Using a set of reasons like I used to give on my high school and college livestock judging teams I will now appraise your average farm animals.

Sir, or Madame,

I place this class of farm animals #1 (dog), #2 (horse), #3 (hog), #4 (cow), and #5 (sheep). I had a very close top pair and an easy bottom.

I place the dog on top, and over the horse, because the dog can’t buck you off so high that birds will build nests in your beard on your way back down to earth. The dog doesn’t smell as bad as the hog (unless it’s tangled with a skunk), doesn’t have the brains of a fire hydrant like the sheep and doesn’t try to kill you in the sorting alley or the rodeo arena like the bovine. Dogs are cheap to feed, can ride in the cab of your pickup, and will protect the empty beer cans and broken jack in the bed of of your truck with their life.

I do grant that the dog can’t carry you around on its back all day like the horse and its incessant yapping can be annoying.

In placing the horse second I highly value that you can tell your rumors, gossip, hearsay and transgressions to your horse and it will never spill the beans. Also, a horse will follow your subtle commands unless they are of an idiotic nature. The horse can turn like a serpent, walk like a cat and run like a deer. The only other contrivance that can do that on a farm is green and is mechanical in nature. The horse looks good in leather and is the only animal I know of that smells good when sweaty. Unlike a cowboy, your average horse knows what “whoa” means. Horses have better dentition than the cow and can run faster than a sow. Horses are also kinder than other farm animals and if you don’t think so watch them stand head to tail and swat flies off each other. Name one time you’ve ever seen a hog do that with its corkscrew tail.

Over the centuries a good cow horse has always been worth about ten times the value of a cow.

I do grant that pork tastes better than horse meat and your average county fair racing pig costs less than the average Thoroughbred at Keeneland.

I place the hog in the third position and over the cow because the pig doesn’t have the IQ of a cauliflower like many cows I’ve known. In terms of intelligence hogs could have been placed at the top of the class but their putrid smell and evasive nature puts them in the third position today. I do not like that they are evasive as coyotes and have the morals of a Congressperson.

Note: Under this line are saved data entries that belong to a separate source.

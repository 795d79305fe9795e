//! Thread-safe control surface over the session table.
//!
//! [`NetworkSession`] is the public face of the core: callers create and
//! destroy sessions, queue outbound data, and receive everything else
//! through their [`EventSink`]. All operations lock the session table,
//! apply the mutation, and wake the worker so it observes the new state
//! without waiting for unrelated traffic.

use std::collections::HashMap;
use std::net::Ipv4Addr;
use std::sync::atomic::{AtomicBool, Ordering};
use std::sync::Arc;
use std::thread::{self, JoinHandle};

use mio::{Poll, Registry, Token, Waker};
use parking_lot::Mutex;

use crate::clock;
use crate::dispatcher;
use crate::error::{NetError, Result};
use crate::event::EventSink;
use crate::protocol::RtspParser;
use crate::session::{Session, SessionId, SessionSocket, SessionState};
use crate::transport;

/// Token reserved for the worker wakeup channel; session ids start at 1.
pub(crate) const WAKER_TOKEN: Token = Token(0);

/// Session table plus the worker-coordination handles, all behind one lock.
pub(crate) struct Shared {
    pub(crate) sessions: HashMap<SessionId, Session>,
    next_id: SessionId,
    registry: Option<Registry>,
    waker: Option<Arc<Waker>>,
}

impl Shared {
    /// Next dense session id. Ids are never reused within an instance, so a
    /// stale readiness token can never address a newborn session.
    pub(crate) fn alloc_id(&mut self) -> SessionId {
        let id = self.next_id;
        self.next_id += 1;
        id
    }
}

pub(crate) struct Inner {
    pub(crate) shared: Mutex<Shared>,
    pub(crate) stop: AtomicBool,
}

/// Multi-session network I/O host.
///
/// One instance owns one worker thread and any number of sessions. Each
/// session delivers its events to the sink supplied at creation; errors
/// reported through events leave the session in the table for the consumer
/// to [`destroy_session`](Self::destroy_session).
///
/// # Example
///
/// ```no_run
/// use std::sync::{mpsc, Arc};
/// use wfdnet::{NetworkSession, TextParser};
///
/// let mut net = NetworkSession::new();
/// net.start().unwrap();
///
/// let (tx, rx) = mpsc::channel();
/// let id = net
///     .create_rtsp_server("0.0.0.0".parse().unwrap(), 7236, Arc::new(TextParser), Arc::new(tx))
///     .unwrap();
///
/// while let Ok(event) = rx.recv() {
///     println!("{event:?}");
/// }
/// # let _ = id;
/// ```
pub struct NetworkSession {
    inner: Arc<Inner>,
    worker: Option<JoinHandle<()>>,
}

impl NetworkSession {
    pub fn new() -> Self {
        // Pin the monotonic origin before any session can stamp a packet.
        clock::monotonic_us();

        NetworkSession {
            inner: Arc::new(Inner {
                shared: Mutex::new(Shared {
                    sessions: HashMap::new(),
                    next_id: 1,
                    registry: None,
                    waker: None,
                }),
                stop: AtomicBool::new(false),
            }),
            worker: None,
        }
    }

    /// Spawn the worker thread. Sessions can only be created while the
    /// worker is running.
    pub fn start(&mut self) -> Result<()> {
        if self.worker.is_some() {
            return Err(NetError::AlreadyRunning);
        }

        let poll = Poll::new()?;
        let waker = Arc::new(Waker::new(poll.registry(), WAKER_TOKEN)?);
        let registry = poll.registry().try_clone()?;

        {
            let mut shared = self.inner.shared.lock();
            shared.registry = Some(registry);
            shared.waker = Some(waker);
        }
        self.inner.stop.store(false, Ordering::SeqCst);

        let inner = self.inner.clone();
        let spawned = thread::Builder::new()
            .name("wfdnet-worker".to_string())
            .spawn(move || dispatcher::run(inner, poll));
        match spawned {
            Ok(worker) => self.worker = Some(worker),
            Err(e) => {
                let mut shared = self.inner.shared.lock();
                shared.registry = None;
                shared.waker = None;
                return Err(e.into());
            }
        }

        tracing::info!("network worker started");
        Ok(())
    }

    /// Request worker exit, join it, and drop every remaining session
    /// (closing each socket exactly once).
    pub fn stop(&mut self) -> Result<()> {
        let Some(worker) = self.worker.take() else {
            return Err(NetError::NotStarted);
        };

        self.inner.stop.store(true, Ordering::SeqCst);
        let waker = self.inner.shared.lock().waker.clone();
        wake(&waker);
        if worker.join().is_err() {
            tracing::error!("worker thread panicked");
        }

        let mut shared = self.inner.shared.lock();
        shared.sessions.clear();
        shared.registry = None;
        shared.waker = None;

        tracing::info!("network worker stopped");
        Ok(())
    }

    /// Open a non-blocking TCP connection to an RTSP peer.
    ///
    /// The session starts in `Connecting`; a `Connected` event follows once
    /// the handshake resolves, or an `Error` event if it fails.
    pub fn create_rtsp_client(
        &self,
        host: &str,
        port: u16,
        parser: Arc<dyn RtspParser>,
        sink: Arc<dyn EventSink>,
    ) -> Result<SessionId> {
        let mut shared = self.lock_started()?;
        let remote = transport::resolve_ipv4(host, port)?;
        let stream = transport::tcp::connect(remote)?;
        tracing::info!(%remote, "connecting RTSP client");
        insert_session(
            &mut shared,
            SessionState::Connecting,
            SessionSocket::Stream(stream),
            true,
            Some(parser),
            sink,
        )
    }

    /// Listen for RTSP connections on `addr:port`.
    ///
    /// Each accepted connection becomes its own session (announced through
    /// `ClientConnected`) speaking RTSP with the given parser.
    pub fn create_rtsp_server(
        &self,
        addr: Ipv4Addr,
        port: u16,
        parser: Arc<dyn RtspParser>,
        sink: Arc<dyn EventSink>,
    ) -> Result<SessionId> {
        let mut shared = self.lock_started()?;
        let listener = transport::tcp::listen(addr, port)?;
        tracing::info!(%addr, port, "RTSP server listening");
        insert_session(
            &mut shared,
            SessionState::ListeningRtsp,
            SessionSocket::Listener(listener),
            true,
            Some(parser),
            sink,
        )
    }

    /// Bind a UDP endpoint on `local_port`, optionally connected to
    /// `remote` right away.
    pub fn create_udp_session(
        &self,
        local_port: u16,
        remote: Option<(&str, u16)>,
        sink: Arc<dyn EventSink>,
    ) -> Result<SessionId> {
        let mut shared = self.lock_started()?;
        let remote = match remote {
            Some((host, port)) => Some(transport::resolve_ipv4(host, port)?),
            None => None,
        };
        let socket = transport::udp::bind(local_port, remote)?;
        insert_session(
            &mut shared,
            SessionState::Datagram,
            SessionSocket::Datagram(socket),
            false,
            None,
            sink,
        )
    }

    /// Listen for TCP datagram-tunnel connections on `addr:port`.
    ///
    /// Accepted children carry 16-bit length-prefixed datagrams.
    pub fn create_tcp_datagram_server(
        &self,
        addr: Ipv4Addr,
        port: u16,
        sink: Arc<dyn EventSink>,
    ) -> Result<SessionId> {
        let mut shared = self.lock_started()?;
        let listener = transport::tcp::listen(addr, port)?;
        tracing::info!(%addr, port, "TCP datagram server listening");
        insert_session(
            &mut shared,
            SessionState::ListeningTcpDgrams,
            SessionSocket::Listener(listener),
            false,
            None,
            sink,
        )
    }

    /// Open a non-blocking TCP datagram-tunnel connection to a remote peer,
    /// optionally from a fixed `local_port` (0 picks an ephemeral one).
    pub fn create_tcp_datagram_client(
        &self,
        local_port: u16,
        host: &str,
        port: u16,
        sink: Arc<dyn EventSink>,
    ) -> Result<SessionId> {
        let mut shared = self.lock_started()?;
        let remote = transport::resolve_ipv4(host, port)?;
        let stream = if local_port != 0 {
            transport::tcp::connect_from(local_port, remote)?
        } else {
            transport::tcp::connect(remote)?
        };
        tracing::info!(%remote, local_port, "connecting TCP datagram client");
        insert_session(
            &mut shared,
            SessionState::Connecting,
            SessionSocket::Stream(stream),
            false,
            None,
            sink,
        )
    }

    /// Re-pin an existing UDP session to a (new) remote peer.
    pub fn connect_udp_session(&self, id: SessionId, host: &str, port: u16) -> Result<()> {
        let mut shared = self.inner.shared.lock();
        let remote = transport::resolve_ipv4(host, port)?;
        let session = shared
            .sessions
            .get_mut(&id)
            .ok_or(NetError::SessionNotFound(id))?;
        session.connect_peer(remote)
    }

    /// Queue outbound data on a session. Success means the bytes are queued
    /// before any later write round for this session runs.
    pub fn send_request(&self, id: SessionId, data: &[u8]) -> Result<()> {
        let mut shared = self.inner.shared.lock();
        let Shared {
            sessions,
            registry,
            waker,
            ..
        } = &mut *shared;

        let session = sessions.get_mut(&id).ok_or(NetError::SessionNotFound(id))?;
        session.send_request(data)?;
        if let Some(registry) = registry.as_ref() {
            session.sync_interest(registry)?;
        }
        wake(waker);
        Ok(())
    }

    /// Remove a session from the table and close its socket.
    pub fn destroy_session(&self, id: SessionId) -> Result<()> {
        let mut shared = self.inner.shared.lock();
        let Shared {
            sessions,
            registry,
            waker,
            ..
        } = &mut *shared;

        let mut session = sessions.remove(&id).ok_or(NetError::SessionNotFound(id))?;
        if let Some(registry) = registry.as_ref() {
            session.deregister(registry);
        }
        drop(session);
        wake(waker);
        tracing::debug!(session_id = id, remaining = sessions.len(), "session destroyed");
        Ok(())
    }

    fn lock_started(&self) -> Result<parking_lot::MutexGuard<'_, Shared>> {
        let shared = self.inner.shared.lock();
        if shared.registry.is_none() {
            return Err(NetError::NotStarted);
        }
        Ok(shared)
    }
}

impl Default for NetworkSession {
    fn default() -> Self {
        Self::new()
    }
}

impl Drop for NetworkSession {
    fn drop(&mut self) {
        let _ = self.stop();
    }
}

fn insert_session(
    shared: &mut Shared,
    state: SessionState,
    socket: SessionSocket,
    rtsp_framing: bool,
    parser: Option<Arc<dyn RtspParser>>,
    sink: Arc<dyn EventSink>,
) -> Result<SessionId> {
    let id = shared.alloc_id();
    let mut session = Session::new(id, state, socket, rtsp_framing, parser, sink);

    let Some(registry) = shared.registry.as_ref() else {
        return Err(NetError::NotStarted);
    };
    session.sync_interest(registry)?;

    shared.sessions.insert(id, session);
    wake(&shared.waker);
    tracing::debug!(session_id = id, total = shared.sessions.len(), "session created");
    Ok(id)
}

/// Best-effort worker wakeup; failures are logged and ignored.
fn wake(waker: &Option<Arc<Waker>>) {
    if let Some(waker) = waker {
        if let Err(e) = waker.wake() {
            tracing::warn!(error = %e, "error waking worker");
        }
    }
}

I grant that the meat from a bovine tastes better that all the rest but I was forced to put the cow in the fourth spot today because when the chips are down cattle are no where to be found. Take the bull for instance, when he’s done violating cows and heifers he goes off and drinks with his buddies for nine months. Neither is the cow that quick on the uptake. All a cow has to do to live a long and productive life is bring a healthy calf to the branding pen every year and yet she will not stand for a bull and kicks at the artificial inseminator. They also have a propensity to pee on expensive hay. Cows aren’t cowboy-friendly and if you yell instructions at them it just goes in one ear and out the udder.

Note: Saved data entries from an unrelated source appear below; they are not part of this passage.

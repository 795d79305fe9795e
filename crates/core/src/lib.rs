//! # wfdnet — multi-session network I/O core for Wi-Fi Display
//!
//! The transport substrate of a Wi-Fi Display (Miracast) stack: one
//! background worker multiplexes many heterogeneous sockets — RTSP
//! client/server connections, raw UDP datagram endpoints, and TCP-framed
//! datagram tunnels — and dispatches high-level events (connection
//! accepted, datagram received, message parsed, connection lost) to an
//! event sink owned by the caller.
//!
//! ## Protocol references
//!
//! | RFC | Topic | How this crate uses it |
//! |-----|-------|----------------------|
//! | [RFC 2326](https://tools.ietf.org/html/rfc2326) | RTSP 1.0 | Message framing over TCP, interleaved binary (`$`) channels |
//! | [RFC 3550](https://tools.ietf.org/html/rfc3550) | RTP | Header layout for outbound timestamp correction |
//! | [RFC 3551](https://tools.ietf.org/html/rfc3551) | RTP A/V profile | Payload type 33 (MP2T) selection |
//!
//! ## Architecture
//!
//! ```text
//! ┌─────────────────────────────────────────────┐
//! │  Caller threads                              │
//! │  NetworkSession — create / destroy / send   │
//! ├─────────────────────────────────────────────┤
//! │  Session table (one lock) + waker            │
//! ├─────────────────────────────────────────────┤
//! │  Worker thread                               │
//! │  Dispatcher — poll, accept, read, write     │
//! │  Session    — state machine, framing        │
//! ├─────────────────────────────────────────────┤
//! │  EventSink ← every session notification      │
//! └─────────────────────────────────────────────┘
//! ```
//!
//! All sockets are non-blocking and IPv4-only; the worker blocks solely in
//! the poll call. Control threads mutate the session table under its lock
//! and wake the worker, which re-evaluates readiness interest on the next
//! pass. Per-session events are delivered in production order.
//!
//! ## Quick start
//!
//! ```no_run
//! use std::sync::{mpsc, Arc};
//! use wfdnet::{NetworkSession, SessionEvent, TextParser};
//!
//! let mut net = NetworkSession::new();
//! net.start().unwrap();
//!
//! let (tx, rx) = mpsc::channel();
//! net.create_rtsp_server("0.0.0.0".parse().unwrap(), 7236, Arc::new(TextParser), Arc::new(tx))
//!     .unwrap();
//!
//! for event in rx {
//!     if let SessionEvent::Error { id, .. } = &event {
//!         net.destroy_session(*id).unwrap();
//!     }
//!     println!("{event:?}");
//! }
//! ```
//!
//! ## Crate layout
//!
//! - [`network`] — [`NetworkSession`], the thread-safe control surface.
//! - [`event`] — [`SessionEvent`] and the [`EventSink`] capability.
//! - [`protocol`] — the [`RtspParser`] seam and default [`TextParser`].
//! - [`error`] — [`NetError`] and the [`Result`] alias.
//! - `session`, `dispatcher`, `transport` — internal: per-socket state
//!   machine, worker loop, socket construction.

pub mod error;
pub mod event;
pub mod network;
pub mod protocol;

mod clock;
mod dispatcher;
mod session;
mod transport;

pub use error::{NetError, Result};
pub use event::{EventSink, SessionEvent};
pub use network::NetworkSession;
pub use protocol::{MessageKind, ParseOutcome, RtspMessage, RtspParser, TextParser};
pub use session::SessionId;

I place the cow above the sheep and rolled the sheep to the bottom of the class because the cow is still not as stupid as your normal sheep whose IQ is lower than the average temperature of South Dakota in winter. A sheep doesn’t know the difference between a cow and a sow and spends its time just huntin’ for a place to die. A young lamb’s goal in life is to grow up and be a car seat cushion like its father and mother.

It’s for these reasons that I place this class of farm animals dog, horse, hog, cow, and sheep.